ABOUT THIS EXERCISE
Here is the task for the records below: repeat exactly the lines from the one with "repository d2efc62c7d01b508" to the one with "use crate::command_runner::TokioCommandRunner;", both included, and nothing else.

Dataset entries
◇ ◇ ◇ ◇ ◇ ◇ ◇
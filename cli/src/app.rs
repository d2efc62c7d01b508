//! Application context — unified state passed to every command handler.
//!
//! Built once in `Cli::run()`; adding a cross-cutting concern means one
//! field change here, no command signature changes.

use anyhow::Result;

use crate::command_runner::TokioCommandRunner;
use crate::infra::config::Config;
use crate::infra::docker::DockerRuntime;
use crate::infra::network::TcpPortProbe;
use crate::infra::store::MetaStore;
use crate::output::OutputContext;
use crate::output::reporter::TerminalReporter;

/// Flags passed from the top-level CLI to `AppContext::new`.
pub struct AppFlags {
    /// Disable ANSI color output.
    pub no_color: bool,
    /// Suppress non-error output.
    pub quiet: bool,
    /// Skip interactive prompts (also set by `CI` / `CABIN_YES` env vars).
    pub yes: bool,
}

/// Unified application context passed to every command handler.
pub struct AppContext {
    /// Terminal output (colors, quiet mode).
    pub output: OutputContext,
    /// Docker adapter over the tokio command runner.
    pub runtime: DockerRuntime<TokioCommandRunner>,
    /// Local TCP probe for allocation and readiness checks.
    pub probe: TcpPortProbe,
    /// Flat-file metadata store under the state directory.
    pub store: MetaStore,
    /// Resolved operator configuration.
    pub config: Config,
    /// When `true`, confirmations resolve to their default without a prompt.
    pub non_interactive: bool,
}

impl AppContext {
    /// Construct an `AppContext` from top-level CLI flags.
    ///
    /// # Errors
    ///
    /// Returns an error when the configuration cannot be loaded.
    pub fn new(flags: &AppFlags) -> Result<Self> {
        let ci_env = std::env::var("CI").is_ok() || std::env::var("CABIN_YES").is_ok();
        let config = Config::load()?;
        Ok(Self {
            output: OutputContext::new(flags.no_color, flags.quiet),
            runtime: DockerRuntime::default_runner(),
            probe: TcpPortProbe,
            store: MetaStore::new(config.state_dir.clone()),
            config,
            non_interactive: flags.yes || ci_env,
        })
    }

    /// Progress reporter bound to this context's output.
    #[must_use]
    pub fn reporter(&self) -> TerminalReporter<'_> {
        TerminalReporter::new(&self.output)
    }

    /// Ask the operator for confirmation. Non-interactive runs return
    /// `default` without prompting.
    ///
    /// # Errors
    ///
    /// Returns an error when the terminal prompt fails (no TTY).
    pub fn confirm(&self, prompt: &str, default: bool) -> Result<bool> {
        if self.non_interactive {
            return Ok(default);
        }
        let confirmed = dialoguer::Confirm::new()
            .with_prompt(prompt)
            .default(default)
            .interact()?;
        Ok(confirmed)
    }
}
◇ ◇ ◇ ◇ ◇ ◇ ◇
FINAL ANSWER
repository d2efc62c7d01b508
//! Application context — unified state passed to every command handler.
//!
//! Built once in `Cli::run()`; adding a cross-cutting concern means one
//! field change here, no command signature changes.

use anyhow::Result;

use crate::command_runner::TokioCommandRunner;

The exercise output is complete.